De plus, cette période de la Révolution était assez tranquille : le pays ne vivait ni dans la tourmente révolutionnaire ni dans le déchirement de la guerre civile : le calme des esprits était favorable au contrôle.

La Révolution avait hâte de vendre : mais grâce à l’intervention des municipalités, elle était à peu près assurée d’y réussir. Les opérations n’étaient donc point troublées et faussées par une hâte fiévreuse. Enfin, et ceci est peut-être la raison décisive, les catégories sociales les plus diverses concoururent dans cette première période à l’achat des biens nationaux.

À côté des paysans qui achetaient quelques menus lots, à côté des riches bourgeois qui employaient en achats territoriaux le montant en assignats de leurs créances sur l’État ou la dot de leur femme, beaucoup de prêtres achetaient de la terre : ils avaient été accoutumés comme membres des corps ecclésiastiques, à la propriété terrienne ; il ne leur déplaisait point d’en jouir à titre individuel.

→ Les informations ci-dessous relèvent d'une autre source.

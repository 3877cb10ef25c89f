//! Course version entity model.

use learnhub_core::types::{DbId, Timestamp};
use serde::{Deserialize, Serialize};
use sqlx::FromRow;

/// A row from the `course_versions` table. Never updated after insert.
#[derive(Debug, Clone, PartialEq, FromRow, Serialize, Deserialize)]
pub struct CourseVersion {
    pub id: DbId,
    pub course_id: DbId,
    pub version_number: i32,
    pub content_snapshot: serde_json::Value,
    pub notes: String,
    pub created_by: Option<DbId>,
    pub created_at: Timestamp,
    pub updated_at: Timestamp,
}

/// DTO for recording a version.
#[derive(Debug, Clone)]
pub struct CreateCourseVersion {
    pub course_id: DbId,
    pub version_number: i32,
    pub content_snapshot: serde_json::Value,
    pub notes: String,
    pub created_by: DbId,
}
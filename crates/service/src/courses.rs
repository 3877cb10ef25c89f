//! Course catalogue: listing, authoring, status machine and instructors.

use learnhub_core::access::{self, Principal};
use learnhub_core::course::{self, CourseStatus, PublishChecklist, Visibility};
use learnhub_core::enrollment::EnrollmentStatus;
use learnhub_core::error::CoreError;
use learnhub_core::types::DbId;
use learnhub_db::models::course::{Course, CourseListParams, CreateCourse, UpdateCourse};
use learnhub_db::models::course_instructor::{CourseInstructor, CourseInstructorWithUser};
use learnhub_db::models::status_transition::CreateStatusTransition;
use learnhub_db::repositories::{
    CourseRepo, EnrollmentRepo, InstructorRepo, StatusTransitionRepo, TaskRepo, UserRepo,
};
use sqlx::{PgConnection, PgExecutor};

use crate::auth::principal_for;
use crate::error::ServiceResult;
use crate::state::EngineState;
use crate::versions::{record_version, refresh_current_version};

// ---------------------------------------------------------------------------
// Shared lookups
// ---------------------------------------------------------------------------

pub(crate) fn course_not_found(id: DbId) -> CoreError {
    CoreError::NotFound {
        entity: "Course",
        id,
    }
}

pub(crate) async fn find_course<'e, E>(executor: E, course_id: DbId) -> ServiceResult<Course>
where
    E: PgExecutor<'e>,
{
    CourseRepo::find_by_id(executor, course_id)
        .await?
        .ok_or_else(|| course_not_found(course_id).into())
}

pub(crate) async fn lock_course(conn: &mut PgConnection, course_id: DbId) -> ServiceResult<Course> {
    CourseRepo::find_for_update(conn, course_id)
        .await?
        .ok_or_else(|| course_not_found(course_id).into())
}

/// Whether the user holds an enrolment that grants access (active or completed).
pub(crate) async fn is_enrolled<'e, E>(
    executor: E,
    user_id: DbId,
    course_id: DbId,
) -> ServiceResult<bool>
where
    E: PgExecutor<'e>,
{
    match EnrollmentRepo::find(executor, user_id, course_id).await? {
        Some(enrollment) => Ok(EnrollmentStatus::from_str_value(&enrollment.status)?.grants_access()),
        None => Ok(false),
    }
}

/// Catalogue visibility, widened to courses the requester is enrolled in.
pub(crate) async fn ensure_can_view(
    state: &EngineState,
    requester: &Principal,
    course: &Course,
) -> ServiceResult<()> {
    if access::can_view_course(requester, course.creator_id, course.status()?) {
        return Ok(());
    }
    if is_enrolled(&state.pool, requester.user_id, course.id).await? {
        return Ok(());
    }
    Err(CoreError::Forbidden("Course is not visible to you".into()).into())
}

fn validate_fields(
    title: Option<&str>,
    description: Option<&str>,
    learning_objectives: Option<&str>,
    prerequisites: Option<&str>,
    visibility: Option<&str>,
) -> Result<(), CoreError> {
    if let Some(title) = title {
        course::validate_title(title)?;
    }
    for (field, value) in [
        ("Description", description),
        ("Learning objectives", learning_objectives),
        ("Prerequisites", prerequisites),
    ] {
        if let Some(value) = value {
            course::validate_text_field(field, value)?;
        }
    }
    if let Some(visibility) = visibility {
        Visibility::from_str_value(visibility)?;
    }
    Ok(())
}

/// Summarise which fields an edit touches, for version notes.
fn edit_notes(input: &UpdateCourse) -> String {
    let mut fields = Vec::new();
    if input.title.is_some() {
        fields.push("title");
    }
    if input.description.is_some() {
        fields.push("description");
    }
    if input.learning_objectives.is_some() {
        fields.push("learning_objectives");
    }
    if input.prerequisites.is_some() {
        fields.push("prerequisites");
    }
    if input.visibility.is_some() {
        fields.push("visibility");
    }
    format!("Updated {}", fields.join(", "))
}

// ---------------------------------------------------------------------------
// Operations
// ---------------------------------------------------------------------------

pub async fn list_courses(
    state: &EngineState,
    requester: &Principal,
    params: &CourseListParams,
) -> ServiceResult<Vec<Course>> {
    if let Some(status) = &params.status {
        CourseStatus::from_str_value(status)?;
    }
    let scope = access::course_scope(requester);
    let courses = CourseRepo::list(&state.pool, scope, params).await?;
    tracing::debug!(user_id = requester.user_id, count = courses.len(), "Listed courses");
    Ok(courses)
}

pub async fn get_course(
    state: &EngineState,
    requester: &Principal,
    course_id: DbId,
) -> ServiceResult<Course> {
    let course = find_course(&state.pool, course_id).await?;
    ensure_can_view(state, requester, &course).await?;
    Ok(course)
}

/// Create a draft course owned by the requester.
///
/// The creator is assigned as an instructor and version 1 is recorded.
pub async fn create_course(
    state: &EngineState,
    requester: &Principal,
    input: &CreateCourse,
) -> ServiceResult<Course> {
    access::require_instructor_or_admin(requester)?;
    validate_fields(
        Some(&input.title),
        input.description.as_deref(),
        input.learning_objectives.as_deref(),
        input.prerequisites.as_deref(),
        input.visibility.as_deref(),
    )?;

    let mut tx = state.pool.begin().await?;
    let course = CourseRepo::create(&mut *tx, requester.user_id, input).await?;
    InstructorRepo::assign(&mut *tx, course.id, requester.user_id, requester.user_id).await?;
    record_version(&mut tx, &course, requester.user_id, "Initial version").await?;
    tx.commit().await?;

    tracing::info!(course_id = course.id, creator_id = requester.user_id, "Course created");
    Ok(course)
}

/// Edit a course. Editing a published course records a new version; other
/// edits refresh the current one.
pub async fn update_course(
    state: &EngineState,
    requester: &Principal,
    course_id: DbId,
    input: &UpdateCourse,
) -> ServiceResult<Course> {
    validate_fields(
        input.title.as_deref(),
        input.description.as_deref(),
        input.learning_objectives.as_deref(),
        input.prerequisites.as_deref(),
        input.visibility.as_deref(),
    )?;

    let mut tx = state.pool.begin().await?;
    let current = lock_course(&mut tx, course_id).await?;
    access::require_course_creator(requester, current.creator_id)?;

    if input.is_empty() {
        return Ok(current);
    }

    let versioned = current.status()?.is_versioned_on_edit();
    let version = if versioned {
        current.version + 1
    } else {
        current.version
    };

    let updated = CourseRepo::update(&mut *tx, course_id, input, version)
        .await?
        .ok_or_else(|| course_not_found(course_id))?;
    if versioned {
        record_version(&mut tx, &updated, requester.user_id, &edit_notes(input)).await?;
    } else {
        refresh_current_version(&mut tx, &updated).await?;
    }
    tx.commit().await?;

    tracing::info!(course_id, version = updated.version, versioned, "Course updated");
    Ok(updated)
}

/// Move a course along the status machine and audit the change.
///
/// The status is written into the current version rather than a new one.
pub async fn transition_status(
    state: &EngineState,
    requester: &Principal,
    course_id: DbId,
    to: CourseStatus,
    reason: &str,
) -> ServiceResult<Course> {
    course::validate_reason(reason)?;

    let mut tx = state.pool.begin().await?;
    let current = lock_course(&mut tx, course_id).await?;
    access::require_course_creator(requester, current.creator_id)?;

    let from = current.status()?;
    course::validate_transition(from, to)?;

    if to == CourseStatus::Published {
        let checklist = PublishChecklist {
            title: current.title.clone(),
            description: current.description.clone(),
            learning_objectives: current.learning_objectives.clone(),
            instructor_count: InstructorRepo::count(&mut *tx, course_id).await?,
            task_count: TaskRepo::count_live(&mut *tx, course_id).await?,
        };
        course::check_publishable(&checklist)?;
    }

    let visibility =
        course::visibility_after_transition(to, Visibility::from_str_value(&current.visibility)?);
    let updated = CourseRepo::set_status(&mut *tx, course_id, to.as_str(), visibility.as_str())
        .await?
        .ok_or_else(|| course_not_found(course_id))?;

    StatusTransitionRepo::create(
        &mut *tx,
        &CreateStatusTransition {
            course_id,
            from_status: from.as_str().to_string(),
            to_status: to.as_str().to_string(),
            changed_by: requester.user_id,
            reason: reason.trim().to_string(),
        },
    )
    .await?;
    refresh_current_version(&mut tx, &updated).await?;
    tx.commit().await?;

    tracing::info!(
        course_id,
        from = from.as_str(),
        to = to.as_str(),
        actor = requester.user_id,
        "Course status changed"
    );
    Ok(updated)
}

// ---------------------------------------------------------------------------
// Instructors
// ---------------------------------------------------------------------------

pub async fn assign_instructor(
    state: &EngineState,
    requester: &Principal,
    course_id: DbId,
    user_id: DbId,
) -> ServiceResult<CourseInstructor> {
    let course = find_course(&state.pool, course_id).await?;
    access::require_course_creator(requester, course.creator_id)?;

    let user = UserRepo::find_by_id(&state.pool, user_id)
        .await?
        .ok_or(CoreError::NotFound {
            entity: "User",
            id: user_id,
        })?;
    if !principal_for(&user)?.is_instructor_or_admin() || !user.is_active {
        return Err(CoreError::Validation(format!(
            "User {user_id} cannot teach: instructor role and an active account are required"
        ))
        .into());
    }

    let assignment = InstructorRepo::assign(&state.pool, course_id, user_id, requester.user_id).await?;
    tracing::info!(course_id, user_id, "Instructor assigned");
    Ok(assignment)
}

pub async fn remove_instructor(
    state: &EngineState,
    requester: &Principal,
    course_id: DbId,
    user_id: DbId,
) -> ServiceResult<()> {
    let course = find_course(&state.pool, course_id).await?;
    access::require_course_creator(requester, course.creator_id)?;

    if !InstructorRepo::remove(&state.pool, course_id, user_id).await? {
        return Err(CoreError::NotFound {
            entity: "CourseInstructor",
            id: user_id,
        }
        .into());
    }
    tracing::info!(course_id, user_id, "Instructor removed");
    Ok(())
}

pub async fn list_instructors(
    state: &EngineState,
    requester: &Principal,
    course_id: DbId,
) -> ServiceResult<Vec<CourseInstructorWithUser>> {
    let course = find_course(&state.pool, course_id).await?;
    ensure_can_view(state, requester, &course).await?;
    Ok(InstructorRepo::list_by_course(&state.pool, course_id).await?)
}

Enfin, si quelques nobles de cour avaient émigré, presque toute la noblesse de province demeurait encore. Bien mieux, elle avait gardé confiance en l’avenir : elle n’était pas sérieusement atteinte dans ses ressources puisque les droits féodaux les plus fructueux n’étaient abolis à cette date qu’éventuellement et sous la condition du rachat.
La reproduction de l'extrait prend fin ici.